Cargill knows how to scale. For over 150 years, the company has worked with farmers and customers to sustain our food system. Still a family-owned business after multiple generations, Cargill is the largest private company in the United States in terms of revenue.
Learning has been key to Cargill’s past success but its approach quickly became antiquated with the advancements of the digital age. “We needed to be faster. We needed to be more nimble, more flexible, more agile, and more innovative,” says Julie Dervin, Cargill’s head of learning and development. Watch Dervin’s presentation at our conference, Degreed LENS 2019 below.
When Cargill adopted Degreed, Dervin quickly realized that the new platform offered a chance to restructure their current system and develop a new learning and skilling strategy in order to see the best results. “I thought, ‘If the speed of learning is the real competitive advantage, then what should we be doing differently?’”
To answer that question, Dervin began thinking outside the typical methods of L&D and ultimately began experimenting with several techniques from other teams, such as IT and Marketing. “We had to look outside of our profession,” she insists. “So we borrowed from non-traditional L&D practices.” Here’s what she found.

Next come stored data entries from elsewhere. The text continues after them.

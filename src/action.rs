//! Player actions (spec §4.5, §6 "Action encoding").

use glam::Vec2;

/// One of the four action kinds a player may request on an action-tick.
#[derive(Debug, Clone, Copy, PartialEq, Eq)]
pub enum ActionType {
    Eject = 0,
    Split = 1,
    Stop = 2,
    Move = 3,
}

/// `(direction_x, direction_y, type)`. A `None` direction with
/// `ActionType::Move` means "continue the previously staged direction".
#[derive(Debug, Clone, Copy)]
pub struct Action {
    pub direction: Option<Vec2>,
    pub action_type: ActionType,
}

impl Action {
    pub fn mv(direction: Vec2) -> Self {
        Self { direction: Some(direction), action_type: ActionType::Move }
    }
    pub fn stop() -> Self {
        Self { direction: None, action_type: ActionType::Stop }
    }
    pub fn split(direction: Vec2) -> Self {
        Self { direction: Some(direction), action_type: ActionType::Split }
    }
    pub fn eject(direction: Vec2) -> Self {
        Self { direction: Some(direction), action_type: ActionType::Eject }
    }
}

/// Accumulates staged action requests for one player within a single
/// action-tick. `apply_actions` may be called more than once before
/// `step()` consumes the batch; flags OR together so a caller can stage a
/// `split` and later a `eject` request for the same player and have the
/// documented priority rule (spec §4.5) resolve them.
#[derive(Debug, Clone, Copy, Default)]
pub(crate) struct PendingAction {
    pub direction: Option<Vec2>,
    pub eject: bool,
    pub split: bool,
    pub stop: bool,
}

impl PendingAction {
    pub fn accumulate(&mut self, action: &Action) {
        match action.action_type {
            ActionType::Eject => self.eject = true,
            ActionType::Split => self.split = true,
            ActionType::Stop => self.stop = true,
            ActionType::Move => {}
        }
        if let Some(d) = action.direction {
            self.direction = Some(d);
        }
    }

    /// Resolve the effective action type for this tick: eject beats split
    /// (spec §4.5), and an explicit `stop` beats a present direction. With
    /// neither eject/split/stop staged, the player simply moves (or
    /// continues its previous direction when none was staged this tick).
    pub fn resolve(&self) -> ActionType {
        if self.eject {
            ActionType::Eject
        } else if self.split {
            ActionType::Split
        } else if self.stop {
            ActionType::Stop
        } else {
            ActionType::Move
        }
    }
}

Frustrated with the typical separation between software development and IT operations, many workers in the last decade pushed for DevOps. This model meant that development and operations would develop common objectives, metrics, communication, and culture.
Dervin noticed a similar need for collaboration in the L&D team at Cargill. “We borrowed a DevOps mindset from IT because we needed design, development, and delivery all working continuously together.”

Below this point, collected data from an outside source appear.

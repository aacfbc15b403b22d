//! Owns the thorn population: initial fill, periodic refresh, removal
//! (spec §4.2; grounded on GoBigger's `ThornsManager`).

use std::collections::HashMap;

use rand::Rng;

use crate::config::ThornConfig;
use crate::entity::ThornBall;
use crate::geometry::Border;
use crate::ids::{BallId, BallIdAllocator};
use crate::rng::SimRng;

#[derive(Debug)]
pub struct ThornManager {
    balls: HashMap<BallId, ThornBall>,
    refresh_time_count: f32,
}

impl ThornManager {
    pub fn new() -> Self {
        Self { balls: HashMap::new(), refresh_time_count: 0.0 }
    }

    pub fn all(&self) -> impl Iterator<Item = &ThornBall> {
        self.balls.values()
    }

    pub fn all_mut(&mut self) -> impl Iterator<Item = &mut ThornBall> {
        self.balls.values_mut()
    }

    pub fn len(&self) -> usize {
        self.balls.len()
    }

    pub fn get(&self, id: BallId) -> Option<&ThornBall> {
        self.balls.get(&id)
    }

    pub fn get_mut(&mut self, id: BallId) -> Option<&mut ThornBall> {
        self.balls.get_mut(&id)
    }

    pub fn add(&mut self, ball: ThornBall) {
        self.balls.insert(ball.data.id, ball);
    }

    pub fn remove(&mut self, id: BallId) -> Option<ThornBall> {
        self.balls.remove(&id)
    }

    fn spawn_one(&mut self, cfg: &ThornConfig, border: &Border, rng: &mut SimRng, ids: &BallIdAllocator) {
        let position = border.sample(rng);
        let r = if cfg.radius_max > cfg.radius_min {
            rng.inner().random_range(cfg.radius_min..cfg.radius_max)
        } else {
            cfg.radius_min
        };
        let ball = ThornBall::new(ids.next(), position, r);
        tracing::trace!(id = ball.data.id.0, "spawned thorn");
        self.add(ball);
    }

    pub fn init(&mut self, cfg: &ThornConfig, border: &Border, rng: &mut SimRng, ids: &BallIdAllocator) {
        self.balls.clear();
        self.refresh_time_count = 0.0;
        for _ in 0..cfg.num_init {
            self.spawn_one(cfg, border, rng, ids);
        }
    }

    pub fn step(&mut self, cfg: &ThornConfig, dt: f32, border: &Border, rng: &mut SimRng, ids: &BallIdAllocator) {
        self.refresh_time_count += dt;
        if self.refresh_time_count < cfg.refresh_time {
            return;
        }
        self.refresh_time_count = 0.0;
        let todo = cfg.refresh_num.min(cfg.num_max.saturating_sub(self.balls.len()));
        for _ in 0..todo {
            self.spawn_one(cfg, border, rng, ids);
        }
        tracing::trace!(spawned = todo, total = self.balls.len(), "thorn refresh");
    }
}

impl Default for ThornManager {
    fn default() -> Self {
        Self::new()
    }
}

This was a departure from the past. “The way we were structured in our operating model, while it served the old way, it wasn’t going to enable us to scale and sustain this new way.” The DevOps structure made it possible to try several other new techniques.
Speed was a key priority for Cargill’s learning transformation. That brought them to agile development, a strategy popular among software engineers who demand fast and flexible collaboration across teams. Fast and flexible collaboration is exactly what Dervin wanted for the new learning strategy.
“The process of identifying a learning need, then getting the proper materials in the hands of our employees used to take 6-10 months. Now that process takes 6-10 weeks,” says Dervin.
To get it right amid the swift change, Cargill’s L&D team had to stay open to feedback from their workers. So, following agile principles, they rolled out a minimum viable product, cycled through improvements, and sought feedback throughout.
Another breakthrough IT strategy that Cargill adapted to L&D was hackathons. This approach enabled them to get quick starts on new ideas.
“We threw out storyboards and brought the right people into the room,” recalls Dervin. “We put them through design sprints to get our designs started fast.”
For example, Dervin had Cargill’s L&D team partner with its finance function leadership to create a one-day Degreed Hackathon. The L&D team spent no more than two hours preparing for the day’s activities and began by demonstrating to finance leaders how to use the Degreed platform. “At the end of that day,” reports Dervin, “we had 30 senior finance leaders curate a total of 21 Degreed Pathways ready to launch at the following ‘town hall’ team meeting.” In addition, the curation effort created 30 strong finance leader champions of the new learning strategy.
Personas & Experience Maps
Cargill tried more than just IT tricks. They used a marketing technique called customer segmentation to recognize their workers’ unique learning needs. As Dervin observes, “Not everyone learns the same or has the same preferences in how they like to learn.”
Next came another marketing method: personas. “We developed learner personas that represented our workforce at a macro level,” Dervin explains. “We used those in our learning design practices.”
Based on those personas, the L&D team created experience maps to chart the journeys of various learners. This way, everyone could pursue their own preferences while still following the organizational priorities in a structured way.
With the Degreed platform successfully implemented, Cargill’s new strategy fell into place. To determine the results, the L&D team first clearly defined what factors they wanted to asses to demonstrate success or failure. This is what they found:
Scale: With Cargill’s previous strategy, the company only had the capacity for about 10-15% of its total learning population. Now they have a structure that can scale according to their organizational needs.
Accessibility: A large part of Dervin’s restructuring was to democratize learning at Cargill. Before Degreed, the company used a nomination and selection process, as spots were limited and not all employees could participate. Now their resources are available to all employees, to empower them to succeed in their individual roles.
Efficiency: With the new learning strategy, Cargill has decreased its per-participant delivery cost by 40-70%, depending on the digital learning program.
Engagement: Initially, Cargill’s leadership was reluctant to believe that employees would engage with the new tools. “Digital learning is not our culture,” Dervin recalls hearing. She made sure that engagement was a key metric to gauge after the implementation of her new strategy. She asked her employees about their new learning habits and found that on a one-to-five scale, the new digital learning experiences were scoring, on average, a point and a half higher than their old strategy on satisfaction surveys.
After only eight months with Degreed and an innovative upskilling strategy restarted from scratch, Cargill has changed its learning culture for good. “We blank-slated everything. We had to change our skills, our talent, our processes, our tools, our technology, our operating model. Because we knew this type of change was more than just bringing in new technology. It was a bigger transformation.”